Comparison of weekly administration of cisplatin versus three courses of cisplatin 100 mg/m(2) for definitive radiochemotherapy of locally advanced head-and-neck cancers

BACKGROUND: To compare definitive radiochemotherapy with weekly administration of 30–40 mg/m(2) of cisplatin to 100 mg/m(2) of cisplatin on days 1, 22 and 43 for outcomes and toxicity in patients with squamous cell carcinoma of the head-and-neck. METHODS: Seventy-five patients receiving radiochemotherapy with weekly cisplatin (30–40 mg/m(2)) were compared to 58 patients receiving radiochemotherapy with 100 mg/m(2) cisplatin on days 1, 22 and 43. Radiochemotherapy regimen plus seven characteristics (age, gender, performance score, tumor site, T-/N-category, histologic grading) were evaluated for locoregional control (LRC), metastases-free survival (MFS) and overall survival (OS). Radiochemotherapy groups were compared for toxicity. RESULTS: On multivariate analysis, improved LRC was associated with cisplatin 100 mg/m(2) (hazard ratio [HR] 1.57; p = 0.008) and female gender (HR 4.37; p = 0.003). Radiochemotherapy regimen was not significantly associated with MFS on univariate analysis (p = 0.66).

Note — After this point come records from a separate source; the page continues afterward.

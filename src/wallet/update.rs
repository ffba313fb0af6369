use bdk_wallet::Wallet;

use super::store::UpdateTx;
use crate::error::SyncError;
use crate::types::{ApplyUpdate, RevertUpdate, SyncReport};

/// Applies a batch of chain updates to `wallet`, staging the result in `tx`.
///
/// Reverted blocks are staged as checkpoint removals. The in-memory wallet
/// still holds them until it is reloaded from the committed state.
pub fn apply_chain_updates(
    wallet: &mut Wallet,
    tx: &mut UpdateTx,
    reverted: &[RevertUpdate],
    applied: &[ApplyUpdate],
) -> Result<SyncReport, SyncError> {
    for update in reverted {
        log::debug!("[SYNC] revert {}", update.index);
        tx.revert_index(update);
    }

    for update in applied {
        log::trace!("[SYNC] apply {}", update.index);
        wallet.apply_block(&update.block, update.index.height)?;
        tx.apply_index(update.index);
    }

    if let Some(changeset) = wallet.take_staged() {
        tx.stage(changeset);
    }

    Ok(tx.report())
}
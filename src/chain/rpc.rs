use bitcoincore_rpc::{Auth, Client, RpcApi};
use bitcoin::Network;

use super::{ChainManager, ChainUpdates};
use crate::error::ChainError;
use crate::types::{ApplyUpdate, ChainIndex, RevertUpdate};

/// Chain manager backed by a Bitcoin Core node over JSON-RPC.
///
/// Stale blocks report `-1` confirmations from `getblockheader`, which is how
/// the fork point below an orphaned index is found.
pub struct RpcChain {
    client: Client,
    network: Network,
}

impl RpcChain {
    pub fn new(url: &str, user: String, pass: String, network: Network) -> Result<Self, ChainError> {
        let client = Client::new(url, Auth::UserPass(user, pass))?;
        let height = client.get_block_count()?;
        log::info!("[CHAIN] connected to {} at height {}", url, height);
        Ok(Self { client, network })
    }

    fn index_at(&self, height: u64) -> Result<ChainIndex, ChainError> {
        let hash = self.client.get_block_hash(height)?;
        Ok(ChainIndex::new(height as u32, hash))
    }
}

impl ChainManager for RpcChain {
    fn network(&self) -> Network {
        self.network
    }

    fn genesis(&self) -> Result<ChainIndex, ChainError> {
        self.index_at(0)
    }

    fn tip(&self) -> Result<ChainIndex, ChainError> {
        let height = self.client.get_block_count()?;
        self.index_at(height)
    }

    fn updates_since(
        &self,
        index: Option<ChainIndex>,
        max: usize,
    ) -> Result<ChainUpdates, ChainError> {
        let mut reverted = Vec::new();

        let mut cursor = index;
        while let Some(at) = cursor {
            let info = self.client.get_block_header_info(&at.id)?;
            if info.height as u32 != at.height {
                return Err(ChainError::UnknownIndex(at));
            }
            if info.confirmations >= 0 {
                break;
            }
            if reverted.len() >= max {
                return Ok((reverted, Vec::new()));
            }
            let block = self.client.get_block(&at.id)?;
            let parent = at.height.checked_sub(1).ok_or(ChainError::UnknownIndex(at))?;
            cursor = Some(ChainIndex::new(parent, block.header.prev_blockhash));
            reverted.push(RevertUpdate { index: at, block });
        }

        let tip = self.client.get_block_count()?;
        let start = cursor.map(|at| at.height as u64 + 1).unwrap_or(0);
        let room = max.saturating_sub(reverted.len()) as u64;
        let end = tip.min(start.saturating_add(room).saturating_sub(1));

        let mut applied = Vec::new();
        if room > 0 {
            for height in start..=end {
                let index = self.index_at(height)?;
                let block = self.client.get_block(&index.id)?;
                applied.push(ApplyUpdate { index, block });
            }
        }

        log::debug!(
            "[CHAIN] rpc updates since {:?}: {} reverted, {} applied",
            index,
            reverted.len(),
            applied.len()
        );
        Ok((reverted, applied))
    }
}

On multivariate analysis, better MFS was associated with ECOG performance score 0–1 (HR 5.63; p < 0.001) and histological grade 1–2 (HR 1.81; p = 0.002). On multivariate analysis, improved OS was associated with cisplatin 100 mg/m(2) (HR 1.33; p = 0.023), ECOG performance score 0–1 (HR 2.15; p = 0.029) and female gender (HR 1.98; p = 0.026). Cisplatin 100 mg/m(2) was associated with higher rates of grade ≥3 hematotoxicity (p = 0.004), grade ≥2 renal failure (p = 0.004) and pneumonia/sepsis (p = 0.033). CONCLUSIONS: Radiochemotherapy with 100 mg/m(2) of cisplatin every 3 weeks resulted in better LRC and OS than weekly doses of 30–40 mg/m(2). Given the limitations of a retrospective study, 100 mg/m(2) of cisplatin appears preferable. Since this regimen was associated with considerable acute toxicity, patients require close monitoring.